→ Provided data:

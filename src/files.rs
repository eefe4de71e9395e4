use hmac::{Mac, NewMac};
use chrono::TimeZone;
use crate::error::{Error, Result};

type HmacSha512 = hmac::Hmac<sha2::Sha512>;

/// How long a download key stays valid.
pub const FILE_KEY_VALIDITY_MINUTES: i64 = 5;

#[async_trait::async_trait]
pub trait BlobStore: Send + Sync {
    async fn upload(&self, bytes: Vec<u8>, file_name: &str, content_type: &str) -> Result<String>;
    async fn read(&self, url: &str) -> Result<Vec<u8>>;
}

pub struct FileKey<'a> {
    file_path: &'a str,
    key: &'a [u8],
    expiry: chrono::DateTime<chrono::Utc>,
}

impl<'a> FileKey<'a> {
    pub fn new(file_path: &'a str, key: &'a [u8], now: chrono::DateTime<chrono::Utc>) -> FileKey<'a> {
        FileKey {
            file_path,
            key,
            expiry: now + chrono::Duration::minutes(FILE_KEY_VALIDITY_MINUTES),
        }
    }

    pub fn verify(file_path: &str, presented: &str, key: &[u8], now: chrono::DateTime<chrono::Utc>) -> Result<()> {
        let (expiry_part, code_part) = match presented.split_once(';') {
            Some(p) => p,
            None => return Err(Error::TokenInvalid),
        };
        let expiry = match expiry_part.parse::<i64>() {
            Ok(c) => match chrono::Utc.timestamp_opt(c, 0).single() {
                Some(c) => c,
                None => return Err(Error::TokenInvalid),
            },
            Err(_) => return Err(Error::TokenInvalid),
        };
        let code_bytes = match base64::decode_config(code_part, base64::URL_SAFE_NO_PAD) {
            Ok(c) => c,
            Err(_) => return Err(Error::TokenInvalid),
        };

        let mut mac = new_mac(key)?;
        mac.update(signed_message(file_path, expiry_part).as_bytes());
        if mac.verify(&code_bytes).is_err() {
            return Err(Error::TokenInvalid);
        }
        if expiry < now {
            return Err(Error::TokenExpired);
        }
        Ok(())
    }
}

fn new_mac(key: &[u8]) -> Result<HmacSha512> {
    HmacSha512::new_from_slice(key).map_err(|_| Error::Config("invalid files key".to_string()))
}

fn signed_message(file_path: &str, expiry: &str) -> String {
    let file_path = base64::encode_config(file_path.as_bytes(), base64::URL_SAFE_NO_PAD);
    format!("{};{}", file_path, expiry)
}

impl std::fmt::Display for FileKey<'_> {
    fn fmt(&self, f: &mut std::fmt::Formatter<'_>) -> std::fmt::Result {
        let expiry = self.expiry.timestamp().to_string();
        let mut mac = new_mac(self.key).map_err(|_| std::fmt::Error)?;
        mac.update(signed_message(self.file_path, &expiry).as_bytes());
        let code_bytes = base64::encode_config(mac.finalize().into_bytes(), base64::URL_SAFE_NO_PAD);
        write!(f, "{};{}", expiry, code_bytes)
    }
}

pub struct FsBlobStore {
    root: std::path::PathBuf,
    base_url: String,
    key: Vec<u8>,
}

impl FsBlobStore {
    pub fn new<P: Into<std::path::PathBuf>>(root: P, base_url: &str, key: &[u8]) -> Result<Self> {
        if key.is_empty() {
            return Err(Error::Config("files_key must be set".to_string()));
        }
        Ok(Self {
            root: root.into(),
            base_url: base_url.trim_end_matches('/').to_string(),
            key: key.to_vec(),
        })
    }

    pub fn from_config(config: &crate::Config) -> Result<Self> {
        let base_url = format!("{}/files", config.external_uri.trim_end_matches('/'));
        Self::new(&config.files_dir, &base_url, &config.files_key)
    }

    fn file_name<'u>(&self, url: &'u str) -> Result<&'u str> {
        let url = url.split('?').next().unwrap_or(url);
        let name = url
            .strip_prefix(self.base_url.as_str())
            .and_then(|rest| rest.strip_prefix('/'))
            .ok_or_else(|| Error::Blob(format!("{} is not held by this store", url)))?;
        if name.is_empty() || name.contains('/') || name.contains('\\') || name.starts_with('.') {
            return Err(Error::Blob(format!("invalid file name in {}", url)));
        }
        Ok(name)
    }

    pub fn download_url(&self, url: &str, now: chrono::DateTime<chrono::Utc>) -> Result<String> {
        let name = self.file_name(url)?;
        Ok(format!("{}/{}?key={}", self.base_url, name, FileKey::new(name, &self.key, now)))
    }

    /// Checks the `key` query parameter of a download request.
    pub fn verify_download(&self, file_name: &str, key: &str, now: chrono::DateTime<chrono::Utc>) -> Result<()> {
        FileKey::verify(file_name, key, &self.key, now)
    }
}

fn extension_for(file_name: &str) -> &str {
    match std::path::Path::new(file_name).extension().and_then(|e| e.to_str()) {
        Some(ext) if !ext.is_empty() && ext.chars().all(|c| c.is_ascii_alphanumeric()) => ext,
        _ => "bin",
    }
}

#[async_trait::async_trait]
impl BlobStore for FsBlobStore {
    async fn upload(&self, bytes: Vec<u8>, file_name: &str, content_type: &str) -> Result<String> {
        let new_file_name = format!("{}.{}", uuid::Uuid::new_v4(), extension_for(file_name));
        tokio::fs::create_dir_all(&self.root).await?;
        tokio::fs::write(self.root.join(&new_file_name), &bytes).await?;
        debug!("Stored {} ({}, {} bytes) as {}", file_name, content_type, bytes.len(), new_file_name);
        Ok(format!("{}/{}", self.base_url, new_file_name))
    }

    async fn read(&self, url: &str) -> Result<Vec<u8>> {
        let name = self.file_name(url)?;
        match tokio::fs::read(self.root.join(name)).await {
            Ok(b) => Ok(b),
            Err(err) => Err(Error::Blob(format!("unable to read {}: {}", name, err))),
        }
    }
}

→ Your task:
Please write the listing out again, matching each line exactly.

→ Exercise response:
filename src/files.rs
repository eefe4de71e9395e4
use hmac::{Mac, NewMac};
use chrono::TimeZone;
use crate::error::{Error, Result};

type HmacSha512 = hmac::Hmac<sha2::Sha512>;

/// How long a download key stays valid.
pub const FILE_KEY_VALIDITY_MINUTES: i64 = 5;

#[async_trait::async_trait]
pub trait BlobStore: Send + Sync {
    async fn upload(&self, bytes: Vec<u8>, file_name: &str, content_type: &str) -> Result<String>;
    async fn read(&self, url: &str) -> Result<Vec<u8>>;
}

pub struct FileKey<'a> {
    file_path: &'a str,
    key: &'a [u8],
    expiry: chrono::DateTime<chrono::Utc>,
}

impl<'a> FileKey<'a> {
    pub fn new(file_path: &'a str, key: &'a [u8], now: chrono::DateTime<chrono::Utc>) -> FileKey<'a> {
        FileKey {
            file_path,
            key,
            expiry: now + chrono::Duration::minutes(FILE_KEY_VALIDITY_MINUTES),
        }
    }

    pub fn verify(file_path: &str, presented: &str, key: &[u8], now: chrono::DateTime<chrono::Utc>) -> Result<()> {
        let (expiry_part, code_part) = match presented.split_once(';') {
            Some(p) => p,
            None => return Err(Error::TokenInvalid),
        };
        let expiry = match expiry_part.parse::<i64>() {
            Ok(c) => match chrono::Utc.timestamp_opt(c, 0).single() {
                Some(c) => c,
                None => return Err(Error::TokenInvalid),
            },
            Err(_) => return Err(Error::TokenInvalid),
        };
        let code_bytes = match base64::decode_config(code_part, base64::URL_SAFE_NO_PAD) {
            Ok(c) => c,
            Err(_) => return Err(Error::TokenInvalid),
        };

        let mut mac = new_mac(key)?;
        mac.update(signed_message(file_path, expiry_part).as_bytes());
        if mac.verify(&code_bytes).is_err() {
            return Err(Error::TokenInvalid);
        }
        if expiry < now {
            return Err(Error::TokenExpired);
        }
        Ok(())
    }
}

fn new_mac(key: &[u8]) -> Result<HmacSha512> {
    HmacSha512::new_from_slice(key).map_err(|_| Error::Config("invalid files key".to_string()))
}

fn signed_message(file_path: &str, expiry: &str) -> String {
    let file_path = base64::encode_config(file_path.as_bytes(), base64::URL_SAFE_NO_PAD);
    format!("{};{}", file_path, expiry)
}

impl std::fmt::Display for FileKey<'_> {
    fn fmt(&self, f: &mut std::fmt::Formatter<'_>) -> std::fmt::Result {
        let expiry = self.expiry.timestamp().to_string();
        let mut mac = new_mac(self.key).map_err(|_| std::fmt::Error)?;
        mac.update(signed_message(self.file_path, &expiry).as_bytes());
        let code_bytes = base64::encode_config(mac.finalize().into_bytes(), base64::URL_SAFE_NO_PAD);
        write!(f, "{};{}", expiry, code_bytes)
    }
}

pub struct FsBlobStore {
    root: std::path::PathBuf,
    base_url: String,
    key: Vec<u8>,
}

impl FsBlobStore {
    pub fn new<P: Into<std::path::PathBuf>>(root: P, base_url: &str, key: &[u8]) -> Result<Self> {
        if key.is_empty() {
            return Err(Error::Config("files_key must be set".to_string()));
        }
        Ok(Self {
            root: root.into(),
            base_url: base_url.trim_end_matches('/').to_string(),
            key: key.to_vec(),
        })
    }

    pub fn from_config(config: &crate::Config) -> Result<Self> {
        let base_url = format!("{}/files", config.external_uri.trim_end_matches('/'));
        Self::new(&config.files_dir, &base_url, &config.files_key)
    }

    fn file_name<'u>(&self, url: &'u str) -> Result<&'u str> {
        let url = url.split('?').next().unwrap_or(url);
        let name = url
            .strip_prefix(self.base_url.as_str())
            .and_then(|rest| rest.strip_prefix('/'))
            .ok_or_else(|| Error::Blob(format!("{} is not held by this store", url)))?;
        if name.is_empty() || name.contains('/') || name.contains('\\') || name.starts_with('.') {
            return Err(Error::Blob(format!("invalid file name in {}", url)));
        }
        Ok(name)
    }

    pub fn download_url(&self, url: &str, now: chrono::DateTime<chrono::Utc>) -> Result<String> {
        let name = self.file_name(url)?;
        Ok(format!("{}/{}?key={}", self.base_url, name, FileKey::new(name, &self.key, now)))
    }

    /// Checks the `key` query parameter of a download request.
    pub fn verify_download(&self, file_name: &str, key: &str, now: chrono::DateTime<chrono::Utc>) -> Result<()> {
        FileKey::verify(file_name, key, &self.key, now)
    }
}

fn extension_for(file_name: &str) -> &str {
    match std::path::Path::new(file_name).extension().and_then(|e| e.to_str()) {
        Some(ext) if !ext.is_empty() && ext.chars().all(|c| c.is_ascii_alphanumeric()) => ext,
        _ => "bin",
    }
}

#[async_trait::async_trait]
impl BlobStore for FsBlobStore {
    async fn upload(&self, bytes: Vec<u8>, file_name: &str, content_type: &str) -> Result<String> {
        let new_file_name = format!("{}.{}", uuid::Uuid::new_v4(), extension_for(file_name));
        tokio::fs::create_dir_all(&self.root).await?;
        tokio::fs::write(self.root.join(&new_file_name), &bytes).await?;
        debug!("Stored {} ({}, {} bytes) as {}", file_name, content_type, bytes.len(), new_file_name);
        Ok(format!("{}/{}", self.base_url, new_file_name))
    }

    async fn read(&self, url: &str) -> Result<Vec<u8>> {
        let name = self.file_name(url)?;
        match tokio::fs::read(self.root.join(name)).await {
            Ok(b) => Ok(b),
            Err(err) => Err(Error::Blob(format!("unable to read {}: {}", name, err))),
        }
    }
}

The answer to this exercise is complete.